Updated: 27/12/2024
“Our strategy to eradicate bovine TB is working. I am pleased to report that all three badger control areas – Somerset, Gloucestershire and Dorset – hit their targets this year.
“The Chief Veterinary Officer has made it clear that the strategy is delivering disease control benefits, and that it will help us to eradicate this terrible disease …
“Thanks to our strategy, more than half the country is on track to be officially free of the disease by the end of the current Parliament. The Chief Veterinary Officer has made it clear that licensing of future areas is needed to realise the disease control benefits, and I am determined to pursue that recommendation.”
These are the words in Parliament yesterday of Liz Truss, Environment Secretary, And it can’t get much more certain than that, can it? Just to make sure you didn’t miss it in first reading:
“Our strategy to eradicate bovine TB is working … the strategy is delivering disease control benefits … it will help us to eradicate this terrible disease … more than half the country is on track to be officially free of the disease …“
In what way ‘working’?
So first, exactly what does Truss mean when she says the strategy is ‘working’? Is there a reduction in cattle TB infections in and near the cull zones, for example?
Well, she’s not telling us. All that is ‘working’ is that badgers are being killed. This is reflected in the ‘efficacy summaries’ released yesterday for the three cull areas, West Somerset, West Gloucestershire and Dorset.
They are concerned only with the number of badgers despatched by trappers and marksmen. There’s no information at all as to the effectiveness of the culls in achieving their objective – a reduction in bovine TB.
Now it so happens that the environment department, Defra, released UK figures for cattle TB on 9th December. But as the Badger Trust complains, the figures are not broken down into the geographical detail needed to assess what effects the culls are having.
But here’s what we do know in the two counties where the cull has been taking place for three years.
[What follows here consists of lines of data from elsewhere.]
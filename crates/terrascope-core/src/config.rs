//! Application configuration management.
//!
//! Configuration is stored at `~/.config/terrascope/config.json`. The API
//! base URL resolves in order: `TERRASCOPE_API_URL` environment variable,
//! config file, built-in default.

use std::path::PathBuf;

use anyhow::Result;
use serde::{Deserialize, Serialize};

use crate::auth::token::DEFAULT_EXPIRY_LEAD_SECS;

/// Application name used for config/storage directory paths
const APP_NAME: &str = "terrascope";

/// Config file name
const CONFIG_FILE: &str = "config.json";

/// Environment variable overriding the API base URL
const API_URL_ENV: &str = "TERRASCOPE_API_URL";

/// Production API endpoint
const DEFAULT_API_BASE_URL: &str = "https://api.terrascope.io";

#[derive(Debug, Clone, Serialize, Deserialize, Default)]
pub struct Config {
    pub api_base_url: Option<String>,
    pub default_username: Option<String>,
    pub expiry_lead_secs: Option<i64>,
}

impl Config {
    pub fn load() -> Result<Self> {
        let path = Self::config_path()?;
        if path.exists() {
            let contents = std::fs::read_to_string(&path)?;
            Ok(serde_json::from_str(&contents)?)
        } else {
            Ok(Self::default())
        }
    }

    pub fn save(&self) -> Result<()> {
        let path = Self::config_path()?;
        if let Some(parent) = path.parent() {
            std::fs::create_dir_all(parent)?;
        }
        let contents = serde_json::to_string_pretty(self)?;
        std::fs::write(path, contents)?;
        Ok(())
    }

    fn config_path() -> Result<PathBuf> {
        let config_dir = dirs::config_dir()
            .ok_or_else(|| anyhow::anyhow!("Could not find config directory"))?;
        Ok(config_dir.join(APP_NAME).join(CONFIG_FILE))
    }

    /// Directory holding the shared session storage document.
    pub fn storage_dir(&self) -> Result<PathBuf> {
        let data_dir = dirs::data_dir()
            .ok_or_else(|| anyhow::anyhow!("Could not find data directory"))?;
        Ok(data_dir.join(APP_NAME))
    }

    pub fn api_base_url(&self) -> String {
        if let Ok(url) = std::env::var(API_URL_ENV) {
            if !url.is_empty() {
                return url;
            }
        }
        self.api_base_url
            .clone()
            .unwrap_or_else(|| DEFAULT_API_BASE_URL.to_string())
    }

    pub fn expiry_lead_secs(&self) -> i64 {
        self.expiry_lead_secs.unwrap_or(DEFAULT_EXPIRY_LEAD_SECS)
    }
}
Gloucestershire saw no change in new TB infections between 2014 and 2015. And in Somerset the level of new TB incidents in cattle jumped from 297 to 320 – a 7.75% increase.
Trust Truss? MPs demand: give us the evidence!
But it’s not just the likes of the Badger Trust that are reluctant to believe Truss’s assurances that everything is going swimmingly. Members of the EFRA parliamentary select committee that has oversight of Defra matters are also getting a bit antsy. Here’s what they recently stated:
“Opinions differ strongly over how best to manage threats from diseases such as bovine tuberculosis (bTB). Defra must establish a thorough evidence base for underpinning policy formulation and communicate it in a fully transparent manner to set out clearly the reasons for the policy decisions it takes.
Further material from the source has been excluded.